Childhood Respiratory Allergies: A study of children between the ages of 7 and 18 years old on the Greek island of Crete found that children who ate a Mediterranean diet that included 12 foodstuffs, such as fruits, vegetables, whole-grains, nuts, legumes and olive oil, were protected against allergic rhinitis and asthma symptoms, as well as skin allergies. Also, the study showed that children who consumed a high amount of margarine doubled their chances of allergic rhinitis and asthma.
Depression: According to a report in the Archives of General Psychiatry, following a Mediterranean diet composed of a high ratio of monounsaturated fatty acids to saturated fatty acids, a high intake of legumes, fruit, nuts, cereals, vegetables and fish with a moderate intake of alcohol and dairy products and a low intake of meat, had a reduced risk in developing depression. Researchers from the University of Las Palmas de Gran Canaria and the Clinic of the University of Navarra, Pamplona, Spain, are not sure of the exact reasons for the reduction, but suggested that the diet may aid in reducing risk for heart disease, improve blood vessel function, fight inflammation and repair oxygen-related cell damage, all of which could reduce the risk of developing depression.
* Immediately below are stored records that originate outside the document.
//! The single seam between the SDK and the network.
//!
//! Everything above this module talks to a [`RemoteApi`]: one request in,
//! one decoded envelope payload (or typed error) out. [`HttpRemote`] is the
//! production implementation; tests substitute a recording mock.

use std::sync::Arc;

use async_trait::async_trait;
use reqwest::header::{HeaderMap, HeaderValue};
use reqwest::{Method, Url};
use serde_json::Value;
use sportstalk_protocol::{ApiError, ApiRequest, Endpoint, HttpMethod, parse_envelope};
use tracing::{debug, warn};

use crate::config::ClientConfig;
use crate::error::{Error, Result};

/// Performs one SportsTalk call.
///
/// Implementations make exactly one round trip per call and never retry.
#[async_trait]
pub trait RemoteApi: Send + Sync {
    async fn call(&self, request: ApiRequest) -> Result<Value>;
}

#[async_trait]
impl<T: RemoteApi + ?Sized> RemoteApi for Arc<T> {
    async fn call(&self, request: ApiRequest) -> Result<Value> {
        (**self).call(request).await
    }
}

/// `reqwest`-backed [`RemoteApi`].
#[derive(Debug, Clone)]
pub struct HttpRemote {
    http: reqwest::Client,
    base_url: Url,
}

impl HttpRemote {
    pub fn new(config: &ClientConfig) -> Result<Self> {
        let base_url = config.base_url()?;

        let mut token = HeaderValue::from_str(&config.api_token)
            .map_err(|_| Error::Config("API token contains invalid characters".to_string()))?;
        token.set_sensitive(true);

        let mut headers = HeaderMap::new();
        headers.insert("x-api-token", token);

        let http = reqwest::Client::builder()
            .default_headers(headers)
            .user_agent(config.user_agent.as_str())
            .timeout(config.timeout)
            .build()?;

        Ok(Self { http, base_url })
    }

    pub fn base_url(&self) -> &Url {
        &self.base_url
    }

    fn url_for(&self, endpoint: &Endpoint) -> Result<Url> {
        let mut url = self.base_url.clone();
        url.path_segments_mut()
            .map_err(|_| Error::Config(format!("endpoint cannot be a base: {}", self.base_url)))?
            .pop_if_empty()
            .extend(endpoint.segments());
        Ok(url)
    }
}

#[async_trait]
impl RemoteApi for HttpRemote {
    async fn call(&self, request: ApiRequest) -> Result<Value> {
        let url = self.url_for(&request.endpoint)?;
        let method = match request.method() {
            HttpMethod::Get => Method::GET,
            HttpMethod::Post => Method::POST,
            HttpMethod::Put => Method::PUT,
            HttpMethod::Delete => Method::DELETE,
        };

        debug!(method = %method, path = %request.endpoint.path(), "SportsTalk request");

        let mut builder = self.http.request(method, url);
        if !request.query.is_empty() {
            builder = builder.query(&request.query);
        }
        if let Some(body) = &request.body {
            builder = builder.json(body);
        }

        let response = builder.send().await?;
        let status = response.status().as_u16();
        let body = response.text().await?;

        decode_response(status, &body).inspect_err(|e| {
            warn!(
                status = status,
                path = %request.endpoint.path(),
                error = %e,
                "SportsTalk call failed"
            );
        })
    }
}

/// Turn a raw status and body into the envelope payload or a typed error.
///
/// Error statuses whose body is not an envelope still come back as
/// [`Error::Remote`], carrying the HTTP status as the code.
pub fn decode_response(status: u16, body: &str) -> Result<Value> {
    match parse_envelope(status, body) {
        Ok(response) => response.into_result().map_err(Error::Remote),
        Err(_) if !(200..300).contains(&status) => {
            Err(Error::Remote(ApiError::unstructured(status, body)))
        }
        Err(e) => Err(e.into()),
    }
}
Researchers stated that “it is plausible that the synergistic combination of a sufficient provision of omega-three fatty acids together with other natural unsaturated fatty acids and antioxidants from olive oil and nuts, flavonoids and other phytochemicals from fruit and other plant foods and large amounts of natural folates and other B vitamins in the overall Mediterranean dietary pattern may exert a fair degree of protection against depression."
Curb Hunger: Although fatty foods are often associated with weight gain, a study by UC Irvine pharmacologists demonstrated that foods rich in unsaturated fats, such as olive oil, could in fact curb hunger. The study found that in the small intestine, oleic acid (an unsaturated fatty acid that makes up 55-88 percent of olive oil) is converted into oleoylethanolamide (OEA), a fat derived compound, which sends a message to the brain to stop eating.
Longer Life: Past research has found that a Mediterranean diet is associated with longer life, but a recent study, led by Professor Dimitrios Trichopoulos at the Harvard School of Public Health, was the first to research the significance of individual components of the diet and their link to longer life. Along with the benefit of eating more fruits and vegetables and lowering intake of meat and alcohol, the study also stated the importance of combining olive oil consumption with these dietary habits in order to help lead a longer life.